Saturday, January 2, 2016

Maxx Staxx Reduxx: Altra Lone Peak 2.5 and Altra Lone Peak NeoShell Review!



Hey!  Happy New Year!!  

Now, if you've been following for a bit, you know that I generally kick off the new year with a huge "Happy and Healthy 20XX" year end wrap up and killer give away.   So don't worry, I still have that in the works... just ironing out the details on ALL of the amazing gear I have to give to you!! So stay tuned for that in the next few days!



So.. what's with the ginormous tool box?  Well.. back in July I did a review of a collection of new shoes that almost met all of my requirements of a "minimalist" shoe...  check out the original Maxx Staxx review by clicking HERE.  While my preference is for as low a stack height shoe that I can run in, I know that different shoes are like different tools... and sometimes it pays to have a great toolbox for whatever ultra running may throw at you.  Well, in that review of the latest cushioned (or higher stack height) low or zero drop shoes, the Altra Superior 2.0's came out on top..  For a thicker shoe, I really liked their performance and overall design.

Altra Lone Peak 2.5


Altra Lone Peak  NeoShell


Well, after that review, the folks at Altra reached out to see if I would like to dig a littler deeper into their line of trail shoes...  to which my answer was..."uh.. Yeah!!" 

So.. here you go... a twofer review of the Lone Peak 2.5 and the Lone Peak Neoshell!


First up are the Lone Peak 2.5's.   Now, not only had I heard a lot about Altra's in the past, but I have a few friends that ran in them, and I kept hearing about the Lone Peaks.  So I was excited to give the latest edition a go.  


Making the transition from the Superior 2.0 to the Lone Peak 2.5's meant picking up a few more ounces at 10.6 oz, and 4mm more stack.  The Lone Peaks come in at a generous 25mm stack height... still lower than some other maximalist shoes out there, but a good bit of cushion.  However, some decent flexibility remains... I wasn't straining to take the pic above. 


The same Gaiter Trap feature is included in the Lone Peaks, which is great, but I noticed that the tail rudder, that was more prominent on the Superiors, as shortened a bit as you can see above.  I kind of liked that stability feature on downhills, so I hope that perhaps it may grow back in the future?



Otherwise, all of the things I liked about the Superiors carries over to the Lone Peaks.  The toe box is terrific.. I love the room to splay my toes.

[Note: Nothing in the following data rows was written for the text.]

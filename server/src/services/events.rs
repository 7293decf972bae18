use chrono::{DateTime, Utc};
use rust_decimal::Decimal;
use tracing::info;
use uuid::Uuid;

use crate::models::{Actor, Event, EventStatus, NewEvent, Pricing, Role};
use crate::services::role_gate::{Action, RoleGate};
use crate::store::TicketStore;
use crate::utils::AppError;

pub const MAX_STAFF_PER_EVENT: usize = 200;

/// Checks a draft before it is stored.
pub fn validate(input: &NewEvent) -> Result<(), AppError> {
    if input.title.trim().is_empty() {
        return Err(AppError::ValidationError("Title is required".to_string()));
    }
    if input.location.trim().is_empty() {
        return Err(AppError::ValidationError("Location is required".to_string()));
    }
    if input.end_time <= input.start_time {
        return Err(AppError::ValidationError(
            "End time must be after start time".to_string(),
        ));
    }
    if input.capacity <= 0 {
        return Err(AppError::ValidationError(
            "Capacity must be a positive number".to_string(),
        ));
    }
    if let Pricing::Paid { amount, currency } = &input.pricing {
        if *amount <= Decimal::ZERO {
            return Err(AppError::ValidationError(
                "Ticket price must be positive".to_string(),
            ));
        }
        if currency.len() != 3 || !currency.chars().all(|c| c.is_ascii_uppercase()) {
            return Err(AppError::ValidationError(
                "Currency must be a three-letter ISO code".to_string(),
            ));
        }
    }
    Ok(())
}

pub async fn create(
    store: &dyn TicketStore,
    actor: &Actor,
    input: NewEvent,
    now: DateTime<Utc>,
) -> Result<Event, AppError> {
    if actor.role != Role::Host {
        return Err(AppError::Forbidden("Only hosts can create events".to_string()));
    }
    validate(&input)?;

    let event = store.create_event(input, now).await?;
    info!(event_id = %event.id, host_id = %event.host_id, "Event created");
    Ok(event)
}

pub async fn get(store: &dyn TicketStore, event_id: Uuid) -> Result<Event, AppError> {
    store
        .get_event(event_id)
        .await?
        .ok_or_else(|| AppError::NotFound(format!("Event '{event_id}' was not found")))
}

/// Loads the event and checks the actor may perform `action` on it.
pub async fn authorized(
    store: &dyn TicketStore,
    actor: &Actor,
    event_id: Uuid,
    action: Action,
) -> Result<Event, AppError> {
    let event = get(store, event_id).await?;
    RoleGate::authorize(actor, &event, action)?;
    Ok(event)
}

async fn transition(
    store: &dyn TicketStore,
    event: Event,
    from: &[EventStatus],
    to: EventStatus,
    now: DateTime<Utc>,
) -> Result<Event, AppError> {
    match store.transition_event(event.id, from, to, now).await? {
        Some(updated) => {
            info!(event_id = %updated.id, from = %event.status, to = %to, "Event status changed");
            Ok(updated)
        }
        None => {
            let current = get(store, event.id).await?;
            Err(AppError::Conflict(format!(
                "Event is {} and cannot become {}",
                current.status, to
            )))
        }
    }
}

pub async fn publish(
    store: &dyn TicketStore,
    actor: &Actor,
    event_id: Uuid,
    now: DateTime<Utc>,
) -> Result<Event, AppError> {
    let event = authorized(store, actor, event_id, Action::Manage).await?;
    if event.end_time <= now {
        return Err(AppError::Conflict(
            "Event has already ended and cannot be published".to_string(),
        ));
    }
    transition(
        store,
        event,
        &[EventStatus::Draft],
        EventStatus::Published,
        now,
    )
    .await
}

pub async fn cancel(
    store: &dyn TicketStore,
    actor: &Actor,
    event_id: Uuid,
    now: DateTime<Utc>,
) -> Result<Event, AppError> {
    let event = authorized(store, actor, event_id, Action::Manage).await?;
    transition(
        store,
        event,
        &[EventStatus::Draft, EventStatus::Published],
        EventStatus::Cancelled,
        now,
    )
    .await
}

/// Replaces the assigned-staff set. Duplicates are dropped and order kept.
pub async fn assign_staff(
    store: &dyn TicketStore,
    actor: &Actor,
    event_id: Uuid,
    staff: Vec<Uuid>,
    now: DateTime<Utc>,
) -> Result<Event, AppError> {
    let event = authorized(store, actor, event_id, Action::Manage).await?;

    let mut unique: Vec<Uuid> = Vec::with_capacity(staff.len());
    for id in staff {
        if id == event.host_id {
            return Err(AppError::ValidationError(
                "The host cannot be assigned as staff".to_string(),
            ));
        }
        if !unique.contains(&id) {
            unique.push(id);
        }
    }
    if unique.len() > MAX_STAFF_PER_EVENT {
        return Err(AppError::ValidationError(format!(
            "At most {MAX_STAFF_PER_EVENT} staff can be assigned"
        )));
    }

    let updated = store
        .set_event_staff(event.id, &unique, now)
        .await?
        .ok_or_else(|| AppError::NotFound(format!("Event '{event_id}' was not found")))?;
    info!(event_id = %updated.id, staff = updated.assigned_staff.len(), "Event staff updated");
    Ok(updated)
}

/// Marks published events whose end time has passed as completed.
pub async fn complete_elapsed(store: &dyn TicketStore, now: DateTime<Utc>) -> Result<u64, AppError> {
    let completed = store.complete_elapsed_events(now).await?;
    if completed > 0 {
        info!(completed, "Completed elapsed events");
    }
    Ok(completed)
}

Traction is really good, and the overall feel of the upper is pretty nice.  A little bit structured inside, but I was ok with it.  Ground feel is muted, as to be expected in a higher stack shoe, but I never felt off balance or unstable.  Again, more shoe than I need, or at least that I would start a race with, but I would be very happy to have these as a backup for ragged feet in the later stages of a long one.   


If you are looking for a cushioned zero-drop trail runner, these are tough to beat.  The Superiors are terrific as well, but if you prefer a more cushioned shoe, but aren't crazy about marshmallowy Hoka's.. these may be your shoe.   If you have any other questions about these in particular, just give me a shout!

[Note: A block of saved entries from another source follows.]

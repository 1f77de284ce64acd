//! File logging. The terminal belongs to the UI, so every event goes to a log
//! file under the state directory instead of stdout or stderr.

use std::path::{Path, PathBuf};

use clap::ValueEnum;
use thiserror::Error;
use tracing::level_filters::LevelFilter;
use tracing_appender::rolling::{InitError, RollingFileAppender, Rotation};

#[derive(Debug, Error)]
pub enum LoggingError {
    #[error("log path {0} has no file name")]
    InvalidPath(PathBuf),
    #[error("can't create log directory: {0}")]
    Io(#[from] std::io::Error),
    #[error("can't open log file: {0}")]
    Appender(#[from] InitError),
    #[error("failed to install the global subscriber: {0}")]
    Init(String),
}

#[derive(Debug, Copy, Clone, PartialEq, Eq, ValueEnum, strum_macros::Display)]
pub enum LogLevel {
    Off,
    Error,
    Warn,
    Info,
    Debug,
    Trace,
}

impl From<LogLevel> for LevelFilter {
    fn from(level: LogLevel) -> Self {
        match level {
            LogLevel::Off => LevelFilter::OFF,
            LogLevel::Error => LevelFilter::ERROR,
            LogLevel::Warn => LevelFilter::WARN,
            LogLevel::Info => LevelFilter::INFO,
            LogLevel::Debug => LevelFilter::DEBUG,
            LogLevel::Trace => LevelFilter::TRACE,
        }
    }
}

/// Appender that writes to exactly `path`, never rotating.
pub fn try_create_appender(path: &Path) -> Result<RollingFileAppender, LoggingError> {
    let file_name = path
        .file_name()
        .and_then(|f| f.to_str())
        .ok_or_else(|| LoggingError::InvalidPath(path.to_path_buf()))?;
    let parent = match path.parent() {
        Some(p) if !p.as_os_str().is_empty() => p.to_path_buf(),
        _ => PathBuf::from("."),
    };
    std::fs::create_dir_all(&parent)?;

    Ok(RollingFileAppender::builder()
        .rotation(Rotation::NEVER)
        .filename_prefix(file_name)
        .build(parent)?)
}

/// Installs the global subscriber. `LogLevel::Off` installs nothing.
pub fn init(path: &Path, level: LogLevel) -> Result<(), LoggingError> {
    if level == LogLevel::Off {
        return Ok(());
    }

    let appender = try_create_appender(path)?;
    tracing_subscriber::fmt()
        .with_writer(appender)
        .with_ansi(false)
        .with_max_level(LevelFilter::from(level))
        .try_init()
        .map_err(|e| LoggingError::Init(e.to_string()))
}
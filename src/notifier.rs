use std::io::{self, Write};

use clap::ValueEnum;
use rand::Rng;
use serde::{Deserialize, Serialize};
use thiserror::Error;

use crate::picker;

/// Frames the pointer stays highlighted after a tick.
const FLASH_FRAMES: u8 = 3;

#[derive(Debug, Error)]
pub enum NotifierError {
    #[error("failed to emit tick feedback: {0}")]
    Io(#[from] io::Error),
    #[error("notifier failed: {0}")]
    Other(String),
}

/// Receives the side effects of a spin.
///
/// Both methods run inside the frame step, so they should only schedule work.
pub trait SpinNotifier {
    /// A stripe boundary crossed the centerline.
    fn on_tick(&mut self) -> Result<(), NotifierError> {
        Ok(())
    }

    /// The spin finished on `label`. Called once per spin, before the label is
    /// removed from the wheel.
    fn on_settled(&mut self, _label: &str) -> Result<(), NotifierError> {
        Ok(())
    }
}

#[derive(Debug, Default, Clone, Copy)]
pub struct NoopNotifier;

impl SpinNotifier for NoopNotifier {}

/// How a tick is presented in the terminal.
#[derive(
    Debug, Copy, Clone, PartialEq, Eq, Serialize, Deserialize, ValueEnum, strum_macros::Display,
)]
#[serde(rename_all = "lowercase")]
pub enum TickSound {
    /// Terminal bell.
    Bell,
    /// Briefly highlight the pointer.
    Flash,
    Silent,
    /// Bell or flash, chosen per spin.
    Random,
}

const RANDOM_CHOICES: [TickSound; 2] = [TickSound::Bell, TickSound::Flash];

/// Notifier used by the terminal UI.
pub struct TerminalNotifier {
    sound: TickSound,
    active: TickSound,
    out: Box<dyn Write + Send>,
    flash_frames: u8,
    ticks: u64,
    settled: Option<String>,
}

impl TerminalNotifier {
    pub fn new(sound: TickSound) -> Self {
        Self::with_writer(sound, Box::new(io::stdout()))
    }

    pub fn with_writer(sound: TickSound, out: Box<dyn Write + Send>) -> Self {
        Self {
            sound,
            active: sound,
            out,
            flash_frames: 0,
            ticks: 0,
            settled: None,
        }
    }

    /// Resolves the tick presentation for the spin about to start.
    pub fn begin_spin<R: Rng + ?Sized>(&mut self, rng: &mut R) {
        self.active = match self.sound {
            TickSound::Random => *picker::pick(&RANDOM_CHOICES, rng).unwrap_or(&TickSound::Flash),
            other => other,
        };
        self.ticks = 0;
        self.settled = None;
    }

    pub fn set_sound(&mut self, sound: TickSound) {
        self.sound = sound;
        self.active = sound;
    }

    pub fn sound(&self) -> TickSound {
        self.sound
    }

    /// Presentation in effect for the current spin.
    pub fn active_sound(&self) -> TickSound {
        self.active
    }

    /// Call once per frame.
    pub fn decay(&mut self) {
        self.flash_frames = self.flash_frames.saturating_sub(1);
    }

    pub fn is_flashing(&self) -> bool {
        self.flash_frames > 0
    }

    pub fn ticks(&self) -> u64 {
        self.ticks
    }

    pub fn take_settled(&mut self) -> Option<String> {
        self.settled.take()
    }
}

impl std::fmt::Debug for TerminalNotifier {
    fn fmt(&self, f: &mut std::fmt::Formatter<'_>) -> std::fmt::Result {
        f.debug_struct("TerminalNotifier")
            .field("sound", &self.sound)
            .field("active", &self.active)
            .field("flash_frames", &self.flash_frames)
            .field("ticks", &self.ticks)
            .finish_non_exhaustive()
    }
}

impl SpinNotifier for TerminalNotifier {
    fn on_tick(&mut self) -> Result<(), NotifierError> {
        self.ticks += 1;
        match self.active {
            TickSound::Bell => {
                self.out.write_all(b"\x07")?;
                self.out.flush()?;
            }
            TickSound::Flash | TickSound::Random => self.flash_frames = FLASH_FRAMES,
            TickSound::Silent => {}
        }
        Ok(())
    }

    fn on_settled(&mut self, label: &str) -> Result<(), NotifierError> {
        self.settled = Some(label.to_string());
        self.flash_frames = 0;
        Ok(())
    }
}

#[cfg(test)]
mod tests {
    use super::*;
    use rand::{rngs::StdRng, SeedableRng};
    use std::sync::{Arc, Mutex};

    #[derive(Clone, Default)]
    struct SharedBuf(Arc<Mutex<Vec<u8>>>);

    impl Write for SharedBuf {
        fn write(&mut self, buf: &[u8]) -> io::Result<usize> {
            self.0.lock().unwrap().extend_from_slice(buf);
            Ok(buf.len())
        }

        fn flush(&mut self) -> io::Result<()> {
            Ok(())
        }
    }

    #[test]
    fn test_bell_writes_bel_byte_per_tick() {
        let buf = SharedBuf::default();
        let mut n = TerminalNotifier::with_writer(TickSound::Bell, Box::new(buf.clone()));
        n.on_tick().unwrap();
        n.on_tick().unwrap();
        assert_eq!(*buf.0.lock().unwrap(), b"\x07\x07".to_vec());
        assert_eq!(n.ticks(), 2);
        assert!(!n.is_flashing());
    }

    #[test]
    fn test_flash_decays_after_frames() {
        let buf = SharedBuf::default();
        let mut n = TerminalNotifier::with_writer(TickSound::Flash, Box::new(buf.clone()));
        n.on_tick().unwrap();
        assert!(n.is_flashing());
        for _ in 0..FLASH_FRAMES {
            n.decay();
        }
        assert!(!n.is_flashing());
        assert!(buf.0.lock().unwrap().is_empty());
    }

    #[test]
    fn test_silent_has_no_side_effects() {
        let buf = SharedBuf::default();
        let mut n = TerminalNotifier::with_writer(TickSound::Silent, Box::new(buf.clone()));
        n.on_tick().unwrap();
        assert!(!n.is_flashing());
        assert!(buf.0.lock().unwrap().is_empty());
        assert_eq!(n.ticks(), 1);
    }

    #[test]
    fn test_random_resolves_to_bell_or_flash() {
        let mut rng = StdRng::seed_from_u64(11);
        let mut n = TerminalNotifier::with_writer(TickSound::Random, Box::new(io::sink()));
        for _ in 0..20 {
            n.begin_spin(&mut rng);
            assert!(RANDOM_CHOICES.contains(&n.active_sound()));
            assert_eq!(n.sound(), TickSound::Random);
        }
    }

    #[test]
    fn test_settled_label_is_taken_once() {
        let mut n = TerminalNotifier::with_writer(TickSound::Silent, Box::new(io::sink()));
        n.on_settled("Ada").unwrap();
        assert_eq!(n.take_settled().as_deref(), Some("Ada"));
        assert_eq!(n.take_settled(), None);
    }

    #[test]
    fn test_noop_notifier_accepts_everything() {
        let mut n = NoopNotifier;
        assert!(n.on_tick().is_ok());
        assert!(n.on_settled("x").is_ok());
    }
}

Ok.. now on to something a bit more different.  Next up are the Lone Peak NeoShells.  What makes them different? Well.. for one thing.. they were rated the "Best Weatherproof Shoe" by Competitor in October 2015. 



The Lone Peak NeoShell is based on the Lone Peak 2.0, so they are a little different than the 2.5's. They come in about an ounce heavier at just under 12 oz, and as you can see they have a slightly stiffer sole.  Otherwise, similar stack height, toe box, and fit as the 2.5's.   

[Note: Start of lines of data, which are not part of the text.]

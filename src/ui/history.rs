use ratatui::{
    layout::{Alignment, Constraint, Direction, Layout},
    style::{Color, Modifier, Style},
    widgets::{Block, Borders, Cell, Paragraph, Row, Table},
    Frame,
};

use crate::{app::App, history::HistoryEntry};

/// Pure presenter for a single past winner
pub fn present_row(entry: &HistoryEntry) -> Row<'static> {
    // The last name drawn from a wheel stands out.
    let remaining_style = if entry.remaining == 0 {
        Style::default().fg(Color::Green)
    } else {
        Style::default()
    };

    Row::new(vec![
        Cell::from(entry.label.clone()).style(Style::default().add_modifier(Modifier::BOLD)),
        Cell::from(entry.remaining.to_string()).style(remaining_style),
        Cell::from(entry.spun_at.format("%Y-%m-%d %H:%M").to_string()),
    ])
}

/// Render the winner history screen
pub fn render_history(app: &mut App, f: &mut Frame) {
    let area = f.area();

    let chunks = Layout::default()
        .direction(Direction::Vertical)
        .margin(2)
        .constraints([
            Constraint::Length(3), // Title
            Constraint::Min(0),    // Tables
            Constraint::Length(2), // Instructions
        ])
        .split(area);

    let view = &mut app.history_view;
    let title = Paragraph::new(format!("Past Winners ({})", view.entries.len()))
        .block(Block::default().borders(Borders::ALL).title("History"))
        .style(
            Style::default()
                .fg(Color::Cyan)
                .add_modifier(Modifier::BOLD),
        )
        .alignment(Alignment::Center);
    f.render_widget(title, chunks[0]);

    if view.entries.is_empty() {
        let no_data = Paragraph::new("No winners recorded yet. Spin the wheel to collect some.")
            .alignment(Alignment::Center)
            .style(Style::default().fg(Color::Gray));
        f.render_widget(no_data, chunks[1]);
    } else {
        let columns = Layout::default()
            .direction(Direction::Horizontal)
            .constraints([Constraint::Percentage(65), Constraint::Percentage(35)])
            .split(chunks[1]);

        let table_height = columns[0].height.saturating_sub(3) as usize; // borders + header
        let max_scroll = view.entries.len().saturating_sub(table_height);
        if view.scroll_offset > max_scroll {
            view.scroll_offset = max_scroll;
        }

        let header_style = Style::default()
            .fg(Color::Yellow)
            .add_modifier(Modifier::BOLD);

        let rows: Vec<Row> = view
            .entries
            .iter()
            .skip(view.scroll_offset)
            .take(table_height)
            .map(present_row)
            .collect();
        let recent = Table::new(
            rows,
            [
                Constraint::Min(12),
                Constraint::Length(9),
                Constraint::Length(16),
            ],
        )
        .header(Row::new(vec!["Winner", "Left", "When"]).style(header_style))
        .block(Block::default().borders(Borders::ALL).title("Recent"))
        .column_spacing(2);
        f.render_widget(recent, columns[0]);

        let tally_rows: Vec<Row> = view
            .tally
            .iter()
            .map(|(label, wins)| Row::new(vec![label.clone(), wins.to_string()]))
            .collect();
        let tally = Table::new(tally_rows, [Constraint::Min(10), Constraint::Length(5)])
            .header(Row::new(vec!["Name", "Wins"]).style(header_style))
            .block(Block::default().borders(Borders::ALL).title("Tally"))
            .column_spacing(2);
        f.render_widget(tally, columns[1]);
    }

    let instructions =
        Paragraph::new("(↑/↓) scroll  (Home) top  (c) clear history  (b/esc) back")
            .alignment(Alignment::Center)
            .wrap(ratatui::widgets::Wrap { trim: true });
    f.render_widget(instructions, chunks[2]);
}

However, the biggest difference by far is the NeoShell upper.  This design and fabric created the first fully waterproof shoe that doesn't utilize an inner "booty" to keep your foot dry.  Very unique...  and hey.. it works!  I took these out and stood for 5 minutes in the creek on one of my favorite trail loops.  Initially I thought they may have leaked a little, as my feet felt cold, but I realized it was just the temp of the water, and not any leakage! Very cool...    Now, of course, if I stepped deeper, the water would crest the top of the shoe and seep in.  So, I did do that to allow some to come in on another run.  Good news is that the NeoShell's drained fairly well.. as well as many other shoes I have, so that was nice to see.  On a side note, I did get a chance to chat with Altra founder, Golden Harper, when I was at the Estes Trail Running Conference, and he mentioned the development of a gaiter specific to the NeoShell to help raise the bar on deep water trudging! 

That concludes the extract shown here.